··· Input material

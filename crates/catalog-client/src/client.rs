use std::time::Duration;

use async_trait::async_trait;
use reqwest::{Method, Response};
use serde::de::DeserializeOwned;
use serde::Serialize;
use tracing::{debug, warn};
use url::Url;

use crate::error::{AttemptFailure, CatalogError};
use crate::retry::{is_retryable, RetryPolicy};
use crate::types::{select_version, AdvertiseAck, AssetRecord, DownloadInfo, WorkerAdvertisement};
use crate::Catalog;

#[derive(Debug, Clone)]
pub struct CatalogConfig {
    endpoint: Url,
    pub timeout: Duration,
    pub retry: RetryPolicy,
    pub max_idle_per_host: usize,
}

impl CatalogConfig {
    pub const DEFAULT_ENDPOINT: &'static str = "https://api.mythica.gg";
    pub const DEFAULT_TIMEOUT: Duration = Duration::from_secs(10);
    pub const DEFAULT_MAX_IDLE_PER_HOST: usize = 5;

    pub fn new(endpoint: impl AsRef<str>) -> Result<Self, CatalogError> {
        let raw = endpoint.as_ref().trim();
        let mut endpoint = Url::parse(raw)
            .map_err(|err| CatalogError::InvalidEndpoint(format!("{raw}: {err}")))?;
        if !matches!(endpoint.scheme(), "http" | "https") || endpoint.cannot_be_a_base() {
            return Err(CatalogError::InvalidEndpoint(format!(
                "{raw}: expected an http(s) base url"
            )));
        }
        endpoint.set_query(None);
        endpoint.set_fragment(None);
        Ok(Self {
            endpoint,
            timeout: Self::DEFAULT_TIMEOUT,
            retry: RetryPolicy::default(),
            max_idle_per_host: Self::DEFAULT_MAX_IDLE_PER_HOST,
        })
    }

    pub fn endpoint(&self) -> &Url {
        &self.endpoint
    }

    pub fn with_timeout(mut self, timeout: Duration) -> Self {
        self.timeout = timeout;
        self
    }

    pub fn with_retry(mut self, retry: RetryPolicy) -> Self {
        self.retry = retry;
        self
    }
}

/// Catalog API client holding one connection pool for its whole lifetime.
/// Dropping the client closes the pool.
#[derive(Clone)]
pub struct CatalogClient {
    http: reqwest::Client,
    config: CatalogConfig,
}

impl CatalogClient {
    pub fn new(config: CatalogConfig) -> Result<Self, CatalogError> {
        let http = reqwest::Client::builder()
            .timeout(config.timeout)
            .pool_max_idle_per_host(config.max_idle_per_host)
            .build()
            .map_err(CatalogError::Client)?;
        Ok(Self { http, config })
    }

    pub fn config(&self) -> &CatalogConfig {
        &self.config
    }

    fn url(&self, segments: &[&str]) -> Result<Url, CatalogError> {
        let mut url = self.config.endpoint.clone();
        url.path_segments_mut()
            .map_err(|_| {
                CatalogError::InvalidEndpoint(format!("{} cannot be a base", self.config.endpoint))
            })?
            .pop_if_empty()
            .extend(segments);
        Ok(url)
    }

    async fn send_with_retry<B>(
        &self,
        method: Method,
        url: Url,
        body: Option<&B>,
    ) -> Result<Response, CatalogError>
    where
        B: Serialize + Sync + ?Sized,
    {
        let path = url.path().to_string();
        let policy = self.config.retry;
        let mut attempt = 0;
        loop {
            let mut request = self.http.request(method.clone(), url.clone());
            if let Some(body) = body {
                request = request.json(body);
            }

            let failure = match request.send().await {
                Ok(response) if response.status().is_server_error() => {
                    AttemptFailure::Status(response.status())
                }
                Ok(response) if response.status().is_client_error() => {
                    return Err(CatalogError::NotFound {
                        path,
                        status: response.status(),
                    });
                }
                Ok(response) => return Ok(response),
                Err(err) if is_retryable(&err) => AttemptFailure::Transport(err),
                Err(source) => return Err(CatalogError::Transport { path, source }),
            };

            attempt += 1;
            if attempt >= policy.attempts {
                warn!(%path, attempts = attempt, error = %failure, "catalog request giving up");
                return Err(CatalogError::RetriesExhausted {
                    path,
                    attempts: attempt,
                    last: failure,
                });
            }

            let delay = policy.delay_for(attempt - 1);
            warn!(
                %path,
                attempt,
                delay_ms = delay.as_millis() as u64,
                error = %failure,
                "catalog request failed; retrying"
            );
            tokio::time::sleep(delay).await;
        }
    }

    async fn get_json<T: DeserializeOwned>(&self, segments: &[&str]) -> Result<T, CatalogError> {
        let url = self.url(segments)?;
        let path = url.path().to_string();
        let response = self.send_with_retry(Method::GET, url, None::<&()>).await?;
        decode_json(&path, response).await
    }
}

async fn read_body(path: &str, response: Response) -> Result<Vec<u8>, CatalogError> {
    response
        .bytes()
        .await
        .map(|bytes| bytes.to_vec())
        .map_err(|source| CatalogError::Transport {
            path: path.to_string(),
            source,
        })
}

async fn decode_json<T: DeserializeOwned>(path: &str, response: Response) -> Result<T, CatalogError> {
    let body = read_body(path, response).await?;
    serde_json::from_slice(&body).map_err(|source| CatalogError::Decode {
        path: path.to_string(),
        source,
    })
}

#[async_trait]
impl Catalog for CatalogClient {
    async fn get_asset(&self, asset_id: &str, version: &str) -> Result<AssetRecord, CatalogError> {
        debug!(asset_id, version, "fetching asset by id");
        self.get_json(&["v1", "assets", asset_id, "versions", version])
            .await
    }

    async fn get_asset_by_name(
        &self,
        name: &str,
        version: &str,
    ) -> Result<Option<AssetRecord>, CatalogError> {
        debug!(name, version, "fetching asset by name");
        let records: Vec<AssetRecord> = self.get_json(&["v1", "assets", "named", name]).await?;
        select_version(name, version, records)
    }

    async fn get_download_info(&self, file_id: &str) -> Result<DownloadInfo, CatalogError> {
        debug!(file_id, "fetching download info");
        self.get_json(&["v1", "download", "info", file_id]).await
    }

    async fn advertise(
        &self,
        advertisement: &WorkerAdvertisement,
    ) -> Result<AdvertiseAck, CatalogError> {
        let url = self.url(&["v1", "workers", "advertise"])?;
        let path = url.path().to_string();
        let response = self
            .send_with_retry(Method::POST, url, Some(advertisement))
            .await?;
        let body = read_body(&path, response).await?;
        if body.iter().all(u8::is_ascii_whitespace) {
            return Ok(AdvertiseAck::default());
        }
        serde_json::from_slice(&body).map_err(|source| CatalogError::Decode { path, source })
    }
}

#[cfg(test)]
mod tests {
    use super::*;

    #[test]
    fn endpoint_must_be_http() {
        assert!(CatalogConfig::new("ftp://catalog.example").is_err());
        assert!(CatalogConfig::new("not a url").is_err());
        assert!(CatalogConfig::new("http://localhost:5555").is_ok());
    }

    #[test]
    fn paths_are_joined_and_escaped() {
        let config = CatalogConfig::new("https://api.example.com/").unwrap();
        let client = CatalogClient::new(config).unwrap();
        let url = client.url(&["v1", "assets", "named", "rock pack"]).unwrap();
        assert_eq!(url.as_str(), "https://api.example.com/v1/assets/named/rock%20pack");
    }

    #[test]
    fn endpoint_prefix_is_kept() {
        let config = CatalogConfig::new("https://example.com/api").unwrap();
        let client = CatalogClient::new(config).unwrap();
        let url = client.url(&["v1", "download", "info", "file_1"]).unwrap();
        assert_eq!(url.as_str(), "https://example.com/api/v1/download/info/file_1");
    }
}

······

Copy out the whole listing exactly as given.

#### [Answer to this task]
filename crates/catalog-client/src/client.rs
use std::time::Duration;

use async_trait::async_trait;
use reqwest::{Method, Response};
use serde::de::DeserializeOwned;
use serde::Serialize;
use tracing::{debug, warn};
use url::Url;

use crate::error::{AttemptFailure, CatalogError};
use crate::retry::{is_retryable, RetryPolicy};
use crate::types::{select_version, AdvertiseAck, AssetRecord, DownloadInfo, WorkerAdvertisement};
use crate::Catalog;

#[derive(Debug, Clone)]
pub struct CatalogConfig {
    endpoint: Url,
    pub timeout: Duration,
    pub retry: RetryPolicy,
    pub max_idle_per_host: usize,
}

impl CatalogConfig {
    pub const DEFAULT_ENDPOINT: &'static str = "https://api.mythica.gg";
    pub const DEFAULT_TIMEOUT: Duration = Duration::from_secs(10);
    pub const DEFAULT_MAX_IDLE_PER_HOST: usize = 5;

    pub fn new(endpoint: impl AsRef<str>) -> Result<Self, CatalogError> {
        let raw = endpoint.as_ref().trim();
        let mut endpoint = Url::parse(raw)
            .map_err(|err| CatalogError::InvalidEndpoint(format!("{raw}: {err}")))?;
        if !matches!(endpoint.scheme(), "http" | "https") || endpoint.cannot_be_a_base() {
            return Err(CatalogError::InvalidEndpoint(format!(
                "{raw}: expected an http(s) base url"
            )));
        }
        endpoint.set_query(None);
        endpoint.set_fragment(None);
        Ok(Self {
            endpoint,
            timeout: Self::DEFAULT_TIMEOUT,
            retry: RetryPolicy::default(),
            max_idle_per_host: Self::DEFAULT_MAX_IDLE_PER_HOST,
        })
    }

    pub fn endpoint(&self) -> &Url {
        &self.endpoint
    }

    pub fn with_timeout(mut self, timeout: Duration) -> Self {
        self.timeout = timeout;
        self
    }

    pub fn with_retry(mut self, retry: RetryPolicy) -> Self {
        self.retry = retry;
        self
    }
}

/// Catalog API client holding one connection pool for its whole lifetime.
/// Dropping the client closes the pool.
#[derive(Clone)]
pub struct CatalogClient {
    http: reqwest::Client,
    config: CatalogConfig,
}

impl CatalogClient {
    pub fn new(config: CatalogConfig) -> Result<Self, CatalogError> {
        let http = reqwest::Client::builder()
            .timeout(config.timeout)
            .pool_max_idle_per_host(config.max_idle_per_host)
            .build()
            .map_err(CatalogError::Client)?;
        Ok(Self { http, config })
    }

    pub fn config(&self) -> &CatalogConfig {
        &self.config
    }

    fn url(&self, segments: &[&str]) -> Result<Url, CatalogError> {
        let mut url = self.config.endpoint.clone();
        url.path_segments_mut()
            .map_err(|_| {
                CatalogError::InvalidEndpoint(format!("{} cannot be a base", self.config.endpoint))
            })?
            .pop_if_empty()
            .extend(segments);
        Ok(url)
    }

    async fn send_with_retry<B>(
        &self,
        method: Method,
        url: Url,
        body: Option<&B>,
    ) -> Result<Response, CatalogError>
    where
        B: Serialize + Sync + ?Sized,
    {
        let path = url.path().to_string();
        let policy = self.config.retry;
        let mut attempt = 0;
        loop {
            let mut request = self.http.request(method.clone(), url.clone());
            if let Some(body) = body {
                request = request.json(body);
            }

            let failure = match request.send().await {
                Ok(response) if response.status().is_server_error() => {
                    AttemptFailure::Status(response.status())
                }
                Ok(response) if response.status().is_client_error() => {
                    return Err(CatalogError::NotFound {
                        path,
                        status: response.status(),
                    });
                }
                Ok(response) => return Ok(response),
                Err(err) if is_retryable(&err) => AttemptFailure::Transport(err),
                Err(source) => return Err(CatalogError::Transport { path, source }),
            };

            attempt += 1;
            if attempt >= policy.attempts {
                warn!(%path, attempts = attempt, error = %failure, "catalog request giving up");
                return Err(CatalogError::RetriesExhausted {
                    path,
                    attempts: attempt,
                    last: failure,
                });
            }

            let delay = policy.delay_for(attempt - 1);
            warn!(
                %path,
                attempt,
                delay_ms = delay.as_millis() as u64,
                error = %failure,
                "catalog request failed; retrying"
            );
            tokio::time::sleep(delay).await;
        }
    }

    async fn get_json<T: DeserializeOwned>(&self, segments: &[&str]) -> Result<T, CatalogError> {
        let url = self.url(segments)?;
        let path = url.path().to_string();
        let response = self.send_with_retry(Method::GET, url, None::<&()>).await?;
        decode_json(&path, response).await
    }
}

async fn read_body(path: &str, response: Response) -> Result<Vec<u8>, CatalogError> {
    response
        .bytes()
        .await
        .map(|bytes| bytes.to_vec())
        .map_err(|source| CatalogError::Transport {
            path: path.to_string(),
            source,
        })
}

async fn decode_json<T: DeserializeOwned>(path: &str, response: Response) -> Result<T, CatalogError> {
    let body = read_body(path, response).await?;
    serde_json::from_slice(&body).map_err(|source| CatalogError::Decode {
        path: path.to_string(),
        source,
    })
}

#[async_trait]
impl Catalog for CatalogClient {
    async fn get_asset(&self, asset_id: &str, version: &str) -> Result<AssetRecord, CatalogError> {
        debug!(asset_id, version, "fetching asset by id");
        self.get_json(&["v1", "assets", asset_id, "versions", version])
            .await
    }

    async fn get_asset_by_name(
        &self,
        name: &str,
        version: &str,
    ) -> Result<Option<AssetRecord>, CatalogError> {
        debug!(name, version, "fetching asset by name");
        let records: Vec<AssetRecord> = self.get_json(&["v1", "assets", "named", name]).await?;
        select_version(name, version, records)
    }

    async fn get_download_info(&self, file_id: &str) -> Result<DownloadInfo, CatalogError> {
        debug!(file_id, "fetching download info");
        self.get_json(&["v1", "download", "info", file_id]).await
    }

    async fn advertise(
        &self,
        advertisement: &WorkerAdvertisement,
    ) -> Result<AdvertiseAck, CatalogError> {
        let url = self.url(&["v1", "workers", "advertise"])?;
        let path = url.path().to_string();
        let response = self
            .send_with_retry(Method::POST, url, Some(advertisement))
            .await?;
        let body = read_body(&path, response).await?;
        if body.iter().all(u8::is_ascii_whitespace) {
            return Ok(AdvertiseAck::default());
        }
        serde_json::from_slice(&body).map_err(|source| CatalogError::Decode { path, source })
    }
}

#[cfg(test)]
mod tests {
    use super::*;

    #[test]
    fn endpoint_must_be_http() {
        assert!(CatalogConfig::new("ftp://catalog.example").is_err());
        assert!(CatalogConfig::new("not a url").is_err());
        assert!(CatalogConfig::new("http://localhost:5555").is_ok());
    }

    #[test]
    fn paths_are_joined_and_escaped() {
        let config = CatalogConfig::new("https://api.example.com/").unwrap();
        let client = CatalogClient::new(config).unwrap();
        let url = client.url(&["v1", "assets", "named", "rock pack"]).unwrap();
        assert_eq!(url.as_str(), "https://api.example.com/v1/assets/named/rock%20pack");
    }

    #[test]
    fn endpoint_prefix_is_kept() {
        let config = CatalogConfig::new("https://example.com/api").unwrap();
        let client = CatalogClient::new(config).unwrap();
        let url = client.url(&["v1", "download", "info", "file_1"]).unwrap();
        assert_eq!(url.as_str(), "https://example.com/api/v1/download/info/file_1");
    }
}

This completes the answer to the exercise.